Я не исследую картины Босха или Гойи. Точнее – исследую, но не как ученый, а как благодарный зритель. Я пишу о них, как о реальных сценах, я вхожу в эти декорации, как в реальный лес, я подчиняюсь их правилам игры, я вхожу в красочную плоть их персонажей, и так пытаюсь оживить их. Подарить им существование. Поделиться бытием. Высказываю предположения, основанные только на моем опыте созерцания и жизни внутри картины. Специалисты при желании найдут у меня очевидные ошибки.
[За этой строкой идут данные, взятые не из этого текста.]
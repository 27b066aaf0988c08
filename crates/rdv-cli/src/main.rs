//! `rdv` CLI — appointment conflict checks and waiting-room ordering from the
//! command line.
//!
//! ## Usage
//!
//! ```sh
//! # End time of a 45-minute appointment
//! rdv end-time --start 09:15 --duration 45
//!
//! # Would a 09:15 booking clash with practitioner 1's day?
//! rdv conflict -i bookings.json --practitioner 1 --date 2025-12-30 --start 09:15
//!
//! # Start times still free on that day
//! rdv slots -i bookings.json --practitioner 1 --date 2025-12-30
//!
//! # Double-bookings already persisted
//! rdv audit -i bookings.json
//!
//! # Waiting-room order at a given instant, calling the next patient
//! rdv queue -i waiting.json --now 2026-03-16T10:00:00 --call-next
//! ```
//!
//! Records are read as JSON from `-i FILE` or stdin; results are written to
//! stdout as JSON. Logs go to stderr, filtered by `RUST_LOG`.

mod config;

use std::io::{self, Read};

use anyhow::{Context, Result};
use chrono::{NaiveDate, NaiveDateTime};
use clap::{Parser, Subcommand};
use rdv_engine::waiting::parse_local_datetime;
use rdv_engine::{
    available_starts, end_time, find_conflicts, first_conflict, Booking, BookingId, EngineConfig,
    EntryId, PractitionerId, ProposedSlot, TimeOfDay, WaitingEntry, WaitingRoom,
};
use serde::Serialize;
use serde_json::json;
use tracing::info;
use tracing_subscriber::EnvFilter;

#[derive(Parser)]
#[command(
    name = "rdv",
    version,
    about = "Appointment conflict checks and waiting-room ordering"
)]
struct Cli {
    #[command(subcommand)]
    command: Commands,

    /// JSON configuration file
    #[arg(long, global = true)]
    config: Option<String>,
}

#[derive(Subcommand)]
enum Commands {
    /// Compute the end time of an appointment
    EndTime {
        /// Start time (HH:MM)
        #[arg(long)]
        start: TimeOfDay,
        /// Duration in minutes (configured default if omitted)
        #[arg(long)]
        duration: Option<u32>,
    },
    /// Check a proposed booking against existing ones
    Conflict {
        /// Bookings JSON file (reads from stdin if omitted)
        #[arg(short, long)]
        input: Option<String>,
        #[arg(long)]
        practitioner: PractitionerId,
        /// Date (YYYY-MM-DD)
        #[arg(long)]
        date: NaiveDate,
        /// Start time (HH:MM)
        #[arg(long)]
        start: TimeOfDay,
        /// Duration in minutes (configured default if omitted)
        #[arg(long)]
        duration: Option<u32>,
        /// Id of the booking being edited, excluded from the check
        #[arg(long)]
        exclude: Option<BookingId>,
    },
    /// List configured start times still free for a practitioner
    Slots {
        /// Bookings JSON file (reads from stdin if omitted)
        #[arg(short, long)]
        input: Option<String>,
        #[arg(long)]
        practitioner: PractitionerId,
        /// Date (YYYY-MM-DD)
        #[arg(long)]
        date: NaiveDate,
        /// Duration in minutes (configured default if omitted)
        #[arg(long)]
        duration: Option<u32>,
    },
    /// Report overlapping bookings already present in a list
    Audit {
        /// Bookings JSON file (reads from stdin if omitted)
        #[arg(short, long)]
        input: Option<String>,
    },
    /// Order a waiting room and optionally call a patient
    Queue {
        /// Waiting entries JSON file (reads from stdin if omitted)
        #[arg(short, long)]
        input: Option<String>,
        /// Current local time (YYYY-MM-DDTHH:MM:SS, or RFC 3339 with an offset)
        #[arg(long, value_parser = parse_local_datetime)]
        now: NaiveDateTime,
        /// Call this entry to the call station
        #[arg(long, conflicts_with = "call_next")]
        call: Option<EntryId>,
        /// Call the first waiting entry
        #[arg(long)]
        call_next: bool,
    },
    /// Print the effective configuration
    Config,
}

fn main() -> Result<()> {
    dotenvy::dotenv().ok();

    tracing_subscriber::fmt()
        .with_env_filter(
            EnvFilter::try_from_default_env().unwrap_or_else(|_| EnvFilter::new("warn")),
        )
        .with_writer(io::stderr)
        .init();

    let cli = Cli::parse();
    let config = config::load(cli.config.as_deref())?;

    match cli.command {
        Commands::EndTime { start, duration } => {
            let duration = duration.unwrap_or(config.default_duration_minutes);
            let end = end_time(start, duration)
                .with_context(|| format!("Cannot compute end of {} + {} min", start, duration))?;
            print_json(&json!({ "start": start, "duration": duration, "end": end }))?;
        }
        Commands::Conflict {
            input,
            practitioner,
            date,
            start,
            duration,
            exclude,
        } => {
            let bookings = read_bookings(input.as_deref())?;
            let mut slot = ProposedSlot::new(
                practitioner,
                date,
                start,
                duration.unwrap_or(config.default_duration_minutes),
            );
            if let Some(id) = exclude {
                slot = slot.editing(id);
            }
            let proposed = slot.interval().context("Invalid proposed slot")?;
            let blocking = first_conflict(
                &bookings,
                slot.practitioner_id,
                slot.date,
                proposed,
                slot.editing,
            );
            info!(
                practitioner = slot.practitioner_id,
                date = %slot.date,
                slot = %proposed,
                conflict = blocking.is_some(),
                "conflict check"
            );
            print_json(&json!({
                "conflict": blocking.is_some(),
                "start": proposed.start(),
                "end": proposed.end(),
                "blocking": blocking.map(|b| b.id),
            }))?;
        }
        Commands::Slots {
            input,
            practitioner,
            date,
            duration,
        } => {
            let bookings = read_bookings(input.as_deref())?;
            let duration = duration.unwrap_or(config.default_duration_minutes);
            let free = available_starts(&bookings, practitioner, date, duration, &config.start_times);
            print_json(&free)?;
        }
        Commands::Audit { input } => {
            let bookings = read_bookings(input.as_deref())?;
            print_json(&find_conflicts(&bookings))?;
        }
        Commands::Queue {
            input,
            now,
            call,
            call_next,
        } => {
            let raw = read_input(input.as_deref())?;
            let entries: Vec<WaitingEntry> =
                serde_json::from_str(&raw).context("Failed to parse waiting entries JSON")?;
            let mut room = WaitingRoom::new(entries, now).context("Invalid waiting room")?;

            if let Some(id) = call {
                room.call(id).with_context(|| format!("Cannot call entry {}", id))?;
            } else if call_next {
                room.call_next().context("Cannot call next entry")?;
            }

            print_json(&QueueReport::new(&room, &config))?;
        }
        Commands::Config => {
            print_json(&config)?;
        }
    }

    Ok(())
}

#[derive(Serialize)]
#[serde(rename_all = "camelCase")]
struct QueueReport<'a> {
    entries: Vec<QueueLine<'a>>,
    stats: rdv_engine::QueueStats,
    tick_seconds: u64,
}

#[derive(Serialize)]
#[serde(rename_all = "camelCase")]
struct QueueLine<'a> {
    #[serde(flatten)]
    entry: &'a WaitingEntry,
    elapsed_minutes: i64,
}

impl<'a> QueueReport<'a> {
    fn new(room: &'a WaitingRoom, config: &EngineConfig) -> Self {
        Self {
            entries: room
                .entries()
                .iter()
                .map(|entry| QueueLine {
                    entry,
                    elapsed_minutes: room.elapsed_minutes(entry),
                })
                .collect(),
            stats: room.stats(),
            tick_seconds: config.tick_seconds,
        }
    }
}

fn read_bookings(path: Option<&str>) -> Result<Vec<Booking>> {
    let raw = read_input(path)?;
    serde_json::from_str(&raw).context("Failed to parse bookings JSON")
}

fn read_input(path: Option<&str>) -> Result<String> {
    match path {
        Some(path) => {
            std::fs::read_to_string(path).with_context(|| format!("Failed to read file: {}", path))
        }
        None => {
            let mut buf = String::new();
            io::stdin()
                .read_to_string(&mut buf)
                .context("Failed to read from stdin")?;
            Ok(buf)
        }
    }
}

fn print_json<T: Serialize + ?Sized>(value: &T) -> Result<()> {
    let pretty = serde_json::to_string_pretty(value).context("Failed to serialize output")?;
    println!("{}", pretty);
    Ok(())
}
Кстати, искусствоведы не раз читали мои тексты об искусстве и часто меня хвалили. Хотя один раз, но только один – нашли у меня фатальную ошибку. Я написал где-то, что крестьянин у Дюрера несет корзину с картошкой. Рецензент местной газеты был безумно рад опозорить меня. Написал об этой картошке целую статью. Я горел от стыда. Обидная ошибка. Потом меня успокоили. Оказалось, что этот рецензент лет десять назад написал, что мол, Гёте поехал в карете к вокзалу в Веймаре.
— Есть ли кто-нибудь из современных писателей и художников, интересный вам как мастеру слова и кисти?
— Мой ответ вас возможно разочарует. Лет десять назад я перестал посещать галереи современного искусства. Потому что то возмутительное шарлатанство, которое сейчас называется инсталляцией, хепенингом, концептуализмом и прочими словами-пустышками мне не интересно. Это мусор. А с писателями дело обстоит так: Я могу читать по-немецки, но не получаю от этого удовольствия и не могу потом сказать, что хорошо, а что не очень. Поэтому я не читаю по-немецки ничего, кроме новостей, расписания автобусов и искусствоведческих книг. А по-русски — читаю. Но не книги, а только несколько страниц из книги. Обычно одного абзаца бывает достаточно…
— Благодарю за честный ответ. И все-таки желаю новых открытий, и удачи вам в дальнейших наблюдениях и исследованиях.